──────── Recorded information ────────

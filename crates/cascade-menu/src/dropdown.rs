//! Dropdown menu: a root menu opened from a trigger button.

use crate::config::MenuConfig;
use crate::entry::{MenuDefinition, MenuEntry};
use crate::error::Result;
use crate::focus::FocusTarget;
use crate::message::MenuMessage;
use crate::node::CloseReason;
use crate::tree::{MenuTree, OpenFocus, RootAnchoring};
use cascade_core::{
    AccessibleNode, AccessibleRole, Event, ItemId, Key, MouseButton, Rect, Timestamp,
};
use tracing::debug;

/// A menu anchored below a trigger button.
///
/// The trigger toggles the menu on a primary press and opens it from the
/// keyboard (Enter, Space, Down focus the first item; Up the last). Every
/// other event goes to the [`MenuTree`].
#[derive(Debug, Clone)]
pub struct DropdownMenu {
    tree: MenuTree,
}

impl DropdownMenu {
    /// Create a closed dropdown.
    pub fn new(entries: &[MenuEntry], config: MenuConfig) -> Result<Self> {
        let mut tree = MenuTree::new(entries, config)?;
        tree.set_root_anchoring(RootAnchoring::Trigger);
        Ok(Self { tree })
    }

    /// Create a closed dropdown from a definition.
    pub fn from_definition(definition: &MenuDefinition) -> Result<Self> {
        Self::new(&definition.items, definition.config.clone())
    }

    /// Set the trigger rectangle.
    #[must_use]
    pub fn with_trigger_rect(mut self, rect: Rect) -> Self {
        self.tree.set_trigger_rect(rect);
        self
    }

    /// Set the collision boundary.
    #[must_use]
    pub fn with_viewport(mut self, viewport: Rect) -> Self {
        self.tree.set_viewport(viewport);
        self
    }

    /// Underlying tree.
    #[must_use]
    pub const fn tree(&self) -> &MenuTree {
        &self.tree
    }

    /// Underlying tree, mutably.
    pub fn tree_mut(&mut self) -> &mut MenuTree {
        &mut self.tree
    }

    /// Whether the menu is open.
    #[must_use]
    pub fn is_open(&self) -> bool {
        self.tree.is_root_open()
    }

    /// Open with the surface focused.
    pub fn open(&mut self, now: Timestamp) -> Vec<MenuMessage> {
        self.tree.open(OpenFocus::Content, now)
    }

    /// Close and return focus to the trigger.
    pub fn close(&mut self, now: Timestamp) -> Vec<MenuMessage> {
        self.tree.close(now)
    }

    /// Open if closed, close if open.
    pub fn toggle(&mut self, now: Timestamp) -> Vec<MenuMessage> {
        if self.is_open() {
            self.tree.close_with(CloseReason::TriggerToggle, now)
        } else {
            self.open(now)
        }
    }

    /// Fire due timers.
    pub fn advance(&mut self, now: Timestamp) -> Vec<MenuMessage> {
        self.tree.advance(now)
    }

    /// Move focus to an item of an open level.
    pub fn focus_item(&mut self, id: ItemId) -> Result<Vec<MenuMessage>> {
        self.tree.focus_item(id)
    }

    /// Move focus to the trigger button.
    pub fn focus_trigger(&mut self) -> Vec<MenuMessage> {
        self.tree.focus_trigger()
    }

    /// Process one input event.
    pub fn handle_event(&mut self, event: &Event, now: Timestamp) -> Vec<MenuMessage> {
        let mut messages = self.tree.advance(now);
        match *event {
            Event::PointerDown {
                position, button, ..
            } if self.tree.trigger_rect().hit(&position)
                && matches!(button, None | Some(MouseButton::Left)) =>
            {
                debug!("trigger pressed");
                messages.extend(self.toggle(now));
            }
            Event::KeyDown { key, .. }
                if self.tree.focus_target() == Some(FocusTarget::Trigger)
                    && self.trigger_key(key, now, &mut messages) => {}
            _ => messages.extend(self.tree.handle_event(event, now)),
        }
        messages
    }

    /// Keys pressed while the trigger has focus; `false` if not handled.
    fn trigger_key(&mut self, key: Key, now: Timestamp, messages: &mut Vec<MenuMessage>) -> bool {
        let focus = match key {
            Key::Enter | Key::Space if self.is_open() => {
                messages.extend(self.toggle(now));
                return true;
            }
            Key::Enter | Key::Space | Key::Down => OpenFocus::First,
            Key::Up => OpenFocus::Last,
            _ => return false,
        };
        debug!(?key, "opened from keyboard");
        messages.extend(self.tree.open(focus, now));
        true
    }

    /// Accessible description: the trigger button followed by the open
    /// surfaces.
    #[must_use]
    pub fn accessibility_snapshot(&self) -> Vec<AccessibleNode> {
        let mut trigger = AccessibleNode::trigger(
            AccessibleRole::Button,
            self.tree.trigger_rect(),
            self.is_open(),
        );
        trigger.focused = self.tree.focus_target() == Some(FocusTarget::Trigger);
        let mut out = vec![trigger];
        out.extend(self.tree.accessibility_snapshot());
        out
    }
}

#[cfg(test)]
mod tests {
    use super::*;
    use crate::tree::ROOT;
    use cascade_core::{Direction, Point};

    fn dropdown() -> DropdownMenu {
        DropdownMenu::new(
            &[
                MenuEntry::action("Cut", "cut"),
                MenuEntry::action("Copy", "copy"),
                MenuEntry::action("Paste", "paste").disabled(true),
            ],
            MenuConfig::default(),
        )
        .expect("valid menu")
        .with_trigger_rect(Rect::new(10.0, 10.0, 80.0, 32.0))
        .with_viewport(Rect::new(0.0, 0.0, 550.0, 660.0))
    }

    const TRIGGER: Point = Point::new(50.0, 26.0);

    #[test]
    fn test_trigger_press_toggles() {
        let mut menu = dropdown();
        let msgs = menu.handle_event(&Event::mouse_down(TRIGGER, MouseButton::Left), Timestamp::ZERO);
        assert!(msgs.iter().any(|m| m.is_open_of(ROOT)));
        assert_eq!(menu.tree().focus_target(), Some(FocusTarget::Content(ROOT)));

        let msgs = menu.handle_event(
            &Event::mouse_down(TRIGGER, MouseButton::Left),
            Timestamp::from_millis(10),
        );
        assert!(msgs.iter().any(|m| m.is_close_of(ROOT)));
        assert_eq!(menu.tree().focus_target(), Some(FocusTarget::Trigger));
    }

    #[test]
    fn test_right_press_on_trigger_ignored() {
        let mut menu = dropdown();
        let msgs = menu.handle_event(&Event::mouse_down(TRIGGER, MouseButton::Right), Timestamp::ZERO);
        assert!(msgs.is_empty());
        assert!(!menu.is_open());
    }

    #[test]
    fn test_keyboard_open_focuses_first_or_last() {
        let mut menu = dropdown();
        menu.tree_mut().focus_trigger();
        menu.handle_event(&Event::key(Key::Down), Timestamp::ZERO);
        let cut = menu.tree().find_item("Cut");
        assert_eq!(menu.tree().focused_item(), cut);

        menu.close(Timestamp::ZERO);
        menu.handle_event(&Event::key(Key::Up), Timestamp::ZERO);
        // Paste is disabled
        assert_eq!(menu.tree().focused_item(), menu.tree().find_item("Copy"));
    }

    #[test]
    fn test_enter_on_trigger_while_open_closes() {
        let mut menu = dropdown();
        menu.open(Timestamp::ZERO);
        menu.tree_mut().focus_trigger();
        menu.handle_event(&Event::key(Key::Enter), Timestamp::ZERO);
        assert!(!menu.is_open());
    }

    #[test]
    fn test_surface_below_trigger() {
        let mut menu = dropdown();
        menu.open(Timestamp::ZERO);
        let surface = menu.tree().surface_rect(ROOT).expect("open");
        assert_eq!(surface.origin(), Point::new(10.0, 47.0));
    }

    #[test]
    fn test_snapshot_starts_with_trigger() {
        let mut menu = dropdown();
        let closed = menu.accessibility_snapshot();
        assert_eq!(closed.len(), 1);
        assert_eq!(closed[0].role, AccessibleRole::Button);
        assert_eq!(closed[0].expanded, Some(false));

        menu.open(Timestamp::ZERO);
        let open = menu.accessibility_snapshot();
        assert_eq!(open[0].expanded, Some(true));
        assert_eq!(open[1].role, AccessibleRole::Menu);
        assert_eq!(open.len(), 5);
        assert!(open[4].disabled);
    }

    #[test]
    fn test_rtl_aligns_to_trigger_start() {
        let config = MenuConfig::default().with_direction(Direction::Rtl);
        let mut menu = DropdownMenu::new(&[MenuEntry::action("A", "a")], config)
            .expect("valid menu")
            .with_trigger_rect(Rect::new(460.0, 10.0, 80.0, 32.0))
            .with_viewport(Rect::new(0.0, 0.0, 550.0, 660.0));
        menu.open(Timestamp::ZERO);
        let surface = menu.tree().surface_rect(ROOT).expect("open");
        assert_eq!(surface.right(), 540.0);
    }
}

────────

Problem to solve =>
Please copy only these lines, exactly: the first line of the records through the line containing "pub fn from_definition(definition: &MenuDefinition)", ends included.

Solution to the problem =>
filename crates/cascade-menu/src/dropdown.rs
//! Dropdown menu: a root menu opened from a trigger button.

use crate::config::MenuConfig;
use crate::entry::{MenuDefinition, MenuEntry};
use crate::error::Result;
use crate::focus::FocusTarget;
use crate::message::MenuMessage;
use crate::node::CloseReason;
use crate::tree::{MenuTree, OpenFocus, RootAnchoring};
use cascade_core::{
    AccessibleNode, AccessibleRole, Event, ItemId, Key, MouseButton, Rect, Timestamp,
};
use tracing::debug;

/// A menu anchored below a trigger button.
///
/// The trigger toggles the menu on a primary press and opens it from the
/// keyboard (Enter, Space, Down focus the first item; Up the last). Every
/// other event goes to the [`MenuTree`].
#[derive(Debug, Clone)]
pub struct DropdownMenu {
    tree: MenuTree,
}

impl DropdownMenu {
    /// Create a closed dropdown.
    pub fn new(entries: &[MenuEntry], config: MenuConfig) -> Result<Self> {
        let mut tree = MenuTree::new(entries, config)?;
        tree.set_root_anchoring(RootAnchoring::Trigger);
        Ok(Self { tree })
    }

    /// Create a closed dropdown from a definition.
    pub fn from_definition(definition: &MenuDefinition) -> Result<Self> {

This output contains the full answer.